Helping children with gender identity confusion

Boys cannot be girls, urges Mr Godfrey Kutesa.

Mr Godfrey Kuteesa. COURTESY PHOTO.


By Our Reporter

We live in a generation where personal preference or choice is considered by many to have priority over God’s design. Today’s culture has come up to assert that instead of two sexes, there are a multitude of “genders” and that one can choose a gender that’s different from the sex they were assigned at birth.

This doctrine has penetrated many homes in Uganda, something Mr Godfrey Kutesa, says the body of Christ should not ignore, but publicly condemn.

The proprietor of the ‘Boys Mentorship Programme,’ explained Wednesday that families should “be bold and say no” to the controversial movement and ideology he said seeks to redefine God’s creation of humanity.

“The more you ignore, the more they seem acceptable,”he warmed parents, expressing shock at the growing lesbian, gay, bisexual and transgender (LGBT) community in Uganda.

Is my sex determined by my decision in my mind or by God’s design in my nature? Mr Kutesa encouraged parents to start talking to their children about their sexuality early enough (Genesis 1:27, ESV).

He urged that due to an increasing focus of pop culture, social media, movies, politics, and the academic world, many children may be confused about their gender.

For a boy, he told parents, “keep telling him that “you’re a boy not a girl, you’re a “he” not a “she”,” he said.
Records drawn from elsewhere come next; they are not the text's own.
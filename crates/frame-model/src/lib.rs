//! Cinemagraph Frame Model
//!
//! Defines the core data contracts shared by every pipeline stage:
//! - **Frame:** an immutable RGBA8 raster plus its capture timestamp
//! - **FrameSequence:** ordered frames with constant dimensions
//! - **ZoneMask / Zone:** operator-drawn freeze-strength maps
//!
//! Frames are cheap to clone (the pixel buffer is shared) and are never
//! mutated in place; compositing produces new frames.

pub mod frame;
pub mod mask;

pub use frame::*;
pub use mask::*;

/// An RGB color triple, as used for matte and transparent-key colors.
pub type Rgb = [u8; 3];
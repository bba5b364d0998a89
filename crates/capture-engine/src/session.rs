//! Recording session management.
//!
//! A session owns the raw frame buffer while recording. Each display
//! refresh calls [`CaptureSession::tick`]; stopping hands the buffer off as
//! a [`CapturedFrames`] and leaves the session empty.

use cinemagraph_common::clock::{CaptureClock, RateController, TimestampNs};
use cinemagraph_common::error::{CinemagraphError, CinemagraphResult};
use cinemagraph_frame_model::Frame;
use image::RgbaImage;

use crate::source::FrameSource;

/// Configuration for a recording session.
#[derive(Debug, Clone, Default)]
pub struct SessionConfig {
    /// Cap on raw samples per second. `None` keeps every refresh.
    pub max_capture_hz: Option<u32>,
}

/// State of a recording session.
#[derive(Debug, Clone, Copy, PartialEq, Eq)]
pub enum SessionState {
    /// Session created but not started.
    Idle,
    /// Recording in progress.
    Recording,
    /// Recording stopped and the buffer handed off.
    Stopped,
}

/// The raw capture handed to the resampler.
#[derive(Debug, Clone)]
pub struct CapturedFrames {
    /// Frames in capture order.
    pub frames: Vec<Frame>,
    /// Stop time minus start time.
    pub duration_secs: f64,
    /// Wall-clock time the recording started.
    pub started_at: String,
}

/// A recording session that accumulates frames at refresh cadence.
pub struct CaptureSession {
    config: SessionConfig,
    state: SessionState,
    clock: Option<CaptureClock>,
    throttle: Option<RateController>,
    frames: Vec<Frame>,
    last_tick_ns: Option<TimestampNs>,
    skipped: u64,
}

impl CaptureSession {
    pub fn new(config: SessionConfig) -> Self {
        let throttle = config.max_capture_hz.map(RateController::new);
        Self {
            config,
            state: SessionState::Idle,
            clock: None,
            throttle,
            frames: Vec::new(),
            last_tick_ns: None,
            skipped: 0,
        }
    }

    pub fn state(&self) -> SessionState {
        self.state
    }

    /// Frames captured so far.
    pub fn frame_count(&self) -> usize {
        self.frames.len()
    }

    /// Refreshes dropped by the rate cap.
    pub fn skipped(&self) -> u64 {
        self.skipped
    }

    /// Recording duration so far.
    pub fn elapsed_secs(&self) -> f64 {
        self.clock.as_ref().map(|c| c.elapsed_secs()).unwrap_or(0.0)
    }

    /// Start recording with an empty buffer.
    pub fn start(&mut self) -> CinemagraphResult<()> {
        if self.state != SessionState::Idle {
            return Err(CinemagraphError::capture("Session already started"));
        }
        self.reset_buffer();
        self.state = SessionState::Recording;
        tracing::info!(
            max_capture_hz = ?self.config.max_capture_hz,
            "Capture session started"
        );
        Ok(())
    }

    /// Capture the source's current raster, stamped with the session clock.
    pub fn tick(&mut self, source: &mut dyn FrameSource) -> CinemagraphResult<bool> {
        let now = self.now_ns()?;
        self.tick_at(source, now)
    }

    /// Capture the source's raster at an explicit refresh timestamp.
    ///
    /// Returns `false` when the rate cap skipped this refresh.
    pub fn tick_at(
        &mut self,
        source: &mut dyn FrameSource,
        at_ns: TimestampNs,
    ) -> CinemagraphResult<bool> {
        self.ensure_recording()?;
        self.check_monotonic(at_ns)?;
        if !self.accept(at_ns) {
            return Ok(false);
        }
        let raster = source
            .grab(at_ns)
            .map_err(|e| match e {
                CinemagraphError::PermissionDenied { .. } => e,
                other => CinemagraphError::capture(format!("{}: {other}", source.name())),
            })?;
        self.append(raster, at_ns)?;
        Ok(true)
    }

    /// Append a raster the caller already grabbed.
    pub fn push(&mut self, raster: RgbaImage, at_ns: TimestampNs) -> CinemagraphResult<bool> {
        self.ensure_recording()?;
        self.check_monotonic(at_ns)?;
        if !self.accept(at_ns) {
            return Ok(false);
        }
        self.append(raster, at_ns)?;
        Ok(true)
    }

    /// Stop at the session clock's current time.
    pub fn stop(&mut self) -> CinemagraphResult<CapturedFrames> {
        let now = self.now_ns()?;
        self.stop_at(now)
    }

    /// Stop recording and hand off the buffer.
    ///
    /// With nothing captured the session keeps recording on a fresh
    /// buffer and an `EmptyBuffer` error is returned.
    pub fn stop_at(&mut self, at_ns: TimestampNs) -> CinemagraphResult<CapturedFrames> {
        self.ensure_recording()?;

        if self.frames.is_empty() {
            tracing::warn!("Stop requested with no captured frames");
            self.reset_buffer();
            return Err(CinemagraphError::empty_buffer(
                "No frames were captured; keep recording a little longer",
            ));
        }

        let duration_secs = CaptureClock::ns_to_secs(at_ns);
        let started_at = self
            .clock
            .as_ref()
            .map(|c| c.epoch_wall().to_string())
            .unwrap_or_default();
        let frames = std::mem::take(&mut self.frames);
        self.state = SessionState::Stopped;

        tracing::info!(
            frames = frames.len(),
            duration_secs,
            skipped = self.skipped,
            "Capture session stopped"
        );

        Ok(CapturedFrames {
            frames,
            duration_secs,
            started_at,
        })
    }

    // Internal helpers

    fn reset_buffer(&mut self) {
        self.frames.clear();
        self.clock = Some(CaptureClock::start());
        self.last_tick_ns = None;
        self.skipped = 0;
        if let Some(throttle) = self.throttle.as_mut() {
            throttle.reset();
        }
    }

    fn ensure_recording(&self) -> CinemagraphResult<()> {
        if self.state != SessionState::Recording {
            return Err(CinemagraphError::capture("Session not recording"));
        }
        Ok(())
    }

    fn now_ns(&self) -> CinemagraphResult<TimestampNs> {
        self.clock
            .as_ref()
            .map(CaptureClock::elapsed_ns)
            .ok_or_else(|| CinemagraphError::capture("Session not recording"))
    }

    fn check_monotonic(&self, at_ns: TimestampNs) -> CinemagraphResult<()> {
        match self.last_tick_ns {
            Some(last) if at_ns < last => Err(CinemagraphError::processing(format!(
                "Refresh timestamp went backwards ({at_ns} < {last})"
            ))),
            _ => Ok(()),
        }
    }

    fn accept(&mut self, at_ns: TimestampNs) -> bool {
        self.last_tick_ns = Some(at_ns);
        let ready = self
            .throttle
            .as_mut()
            .map(|t| t.should_tick(at_ns))
            .unwrap_or(true);
        if !ready {
            self.skipped += 1;
        }
        ready
    }

    fn append(&mut self, raster: RgbaImage, at_ns: TimestampNs) -> CinemagraphResult<()> {
        if let Some(first) = self.frames.first() {
            if raster.dimensions() != first.dimensions() {
                return Err(CinemagraphError::capture(format!(
                    "Source changed size mid-recording: {:?} -> {:?}",
                    first.dimensions(),
                    raster.dimensions()
                )));
            }
        }
        self.frames.push(Frame::new(raster, at_ns));
        Ok(())
    }
}

impl Default for CaptureSession {
    fn default() -> Self {
        Self::new(SessionConfig::default())
    }
}

#[cfg(test)]
mod tests {
    use super::*;
    use crate::source::{FnSource, MemorySource};
    use image::Rgba;

    fn source() -> MemorySource {
        MemorySource::new("test", vec![RgbaImage::from_pixel(2, 2, Rgba([9, 9, 9, 255]))]).unwrap()
    }

    #[test]
    fn ticks_before_start_are_rejected() {
        let mut session = CaptureSession::default();
        assert!(session.tick_at(&mut source(), 0).is_err());
        assert!(session.stop_at(0).is_err());
    }

    #[test]
    fn records_and_hands_off_buffer() {
        let mut session = CaptureSession::default();
        session.start().unwrap();
        let mut src = source();
        for i in 0..60u64 {
            assert!(session.tick_at(&mut src, i * 33_333_333).unwrap());
        }
        let captured = session.stop_at(2_000_000_000).unwrap();
        assert_eq!(captured.frames.len(), 60);
        assert!((captured.duration_secs - 2.0).abs() < 1e-9);
        assert_eq!(captured.frames[1].timestamp_ns(), 33_333_333);
        assert_eq!(session.state(), SessionState::Stopped);
        assert_eq!(session.frame_count(), 0);
    }

    #[test]
    fn empty_stop_keeps_recording() {
        let mut session = CaptureSession::default();
        session.start().unwrap();
        let err = session.stop_at(500_000_000).unwrap_err();
        assert!(matches!(err, CinemagraphError::EmptyBuffer { .. }));
        assert_eq!(session.state(), SessionState::Recording);

        session.tick_at(&mut source(), 0).unwrap();
        assert!(session.stop_at(100).is_ok());
    }

    #[test]
    fn rate_cap_skips_fast_refreshes() {
        let mut session = CaptureSession::new(SessionConfig {
            max_capture_hz: Some(30),
        });
        session.start().unwrap();
        let mut src = source();
        let mut kept = 0;
        // 60Hz display for one second.
        for i in 0..60u64 {
            if session.tick_at(&mut src, i * 16_666_667).unwrap() {
                kept += 1;
            }
        }
        assert_eq!(kept, 30);
        assert_eq!(session.skipped(), 30);
    }

    #[test]
    fn backwards_timestamps_are_rejected() {
        let mut session = CaptureSession::default();
        session.start().unwrap();
        session.tick_at(&mut source(), 100).unwrap();
        assert!(session.tick_at(&mut source(), 50).is_err());
        assert_eq!(session.frame_count(), 1);
    }

    #[test]
    fn source_failure_surfaces_as_capture_error() {
        let mut session = CaptureSession::default();
        session.start().unwrap();
        let mut failing = FnSource::new("camera", (2, 2), |_| {
            Err(CinemagraphError::PermissionDenied {
                message: "camera access denied".into(),
            })
        });
        let err = session.tick_at(&mut failing, 0).unwrap_err();
        assert!(matches!(err, CinemagraphError::PermissionDenied { .. }));

        let mut broken = FnSource::new("camera", (2, 2), |_| {
            Err(CinemagraphError::processing("device unplugged"))
        });
        let err = session.tick_at(&mut broken, 1).unwrap_err();
        assert_eq!(err.kind(), cinemagraph_common::ErrorKind::Capture);
    }

    #[test]
    fn size_change_is_a_capture_error() {
        let mut session = CaptureSession::default();
        session.start().unwrap();
        session.push(RgbaImage::new(2, 2), 0).unwrap();
        let err = session.push(RgbaImage::new(3, 2), 1).unwrap_err();
        assert!(matches!(err, CinemagraphError::Capture { .. }));
    }
}
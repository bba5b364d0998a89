//! Error types shared across Cinemagraph crates.

use std::path::PathBuf;

/// Top-level error type for Cinemagraph operations.
#[derive(Debug, thiserror::Error)]
pub enum CinemagraphError {
    #[error("Capture error: {message}")]
    Capture { message: String },

    #[error("Capture buffer is empty: {message}")]
    EmptyBuffer { message: String },

    #[error("Encode fault: {message}")]
    EncodeFault { message: String },

    #[error("Upload fault: {message}")]
    UploadFault { message: String },

    #[error("Processing error: {message}")]
    Processing { message: String },

    #[error("An encode job is already in flight")]
    EncoderBusy,

    #[error("Invalid transition: cannot {event} while {state}")]
    InvalidTransition { state: String, event: String },

    #[error("Configuration error: {message}")]
    Config { message: String },

    #[error("File not found: {path}")]
    FileNotFound { path: PathBuf },

    #[error("Permission denied: {message}")]
    PermissionDenied { message: String },

    #[error("Unsupported operation: {message}")]
    Unsupported { message: String },

    #[error(transparent)]
    Io(#[from] std::io::Error),

    #[error(transparent)]
    Json(#[from] serde_json::Error),

    #[error(transparent)]
    Other(#[from] anyhow::Error),
}

/// Result type alias using CinemagraphError.
pub type CinemagraphResult<T> = Result<T, CinemagraphError>;

/// Coarse classification used to pick a recovery state.
#[derive(Debug, Clone, Copy, PartialEq, Eq)]
pub enum ErrorKind {
    /// Permission denied or unsupported device. Fatal to recording, no retry.
    Capture,
    /// Stop with zero captured frames. User-correctable.
    EmptyBuffer,
    /// Encoder-reported or transport failure. Retry from editing.
    Encode,
    /// Delivery endpoint failure. No automatic retry.
    Upload,
    /// A synchronous stage rejected the operation.
    Rejected,
}

impl CinemagraphError {
    pub fn capture(msg: impl Into<String>) -> Self {
        Self::Capture {
            message: msg.into(),
        }
    }

    pub fn empty_buffer(msg: impl Into<String>) -> Self {
        Self::EmptyBuffer {
            message: msg.into(),
        }
    }

    pub fn encode_fault(msg: impl Into<String>) -> Self {
        Self::EncodeFault {
            message: msg.into(),
        }
    }

    pub fn upload_fault(msg: impl Into<String>) -> Self {
        Self::UploadFault {
            message: msg.into(),
        }
    }

    pub fn processing(msg: impl Into<String>) -> Self {
        Self::Processing {
            message: msg.into(),
        }
    }

    pub fn config(msg: impl Into<String>) -> Self {
        Self::Config {
            message: msg.into(),
        }
    }

    pub fn unsupported(msg: impl Into<String>) -> Self {
        Self::Unsupported {
            message: msg.into(),
        }
    }

    pub fn invalid_transition(state: impl ToString, event: impl ToString) -> Self {
        Self::InvalidTransition {
            state: state.to_string(),
            event: event.to_string(),
        }
    }

    /// Map this error onto the pipeline's recovery taxonomy.
    pub fn kind(&self) -> ErrorKind {
        match self {
            Self::Capture { .. } | Self::PermissionDenied { .. } | Self::Unsupported { .. } => {
                ErrorKind::Capture
            }
            Self::EmptyBuffer { .. } => ErrorKind::EmptyBuffer,
            Self::EncodeFault { .. } => ErrorKind::Encode,
            Self::UploadFault { .. } => ErrorKind::Upload,
            _ => ErrorKind::Rejected,
        }
    }
}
He went on, “be intentional on these things. Rebuke those “girly” tendencies on your boy whenever you get a chance. A child is teachable between 0-12 yrs. Use that time to talk to him about masculinity and how it’s good be male.”

“Don’t just just look on as he’s being gender confused. Correct him each time you see him acting “girly”, wearing wigs, make up, painting nails and wearing skirts. Rebuke such acts,” Mr Kutesa insisted. “Sit him down and make him love being male. Teach him that a boy loves and has feelings for a girl not a fellow boy! That’s how God made it!”

Godfrey Kutesa, a rehabilitator of victims of sexual abuse, stated that boys who act girly are usually a target of sodomists. “In their act of being like girls they attract men who are gender and sexually confused and end up taking them on,” he said.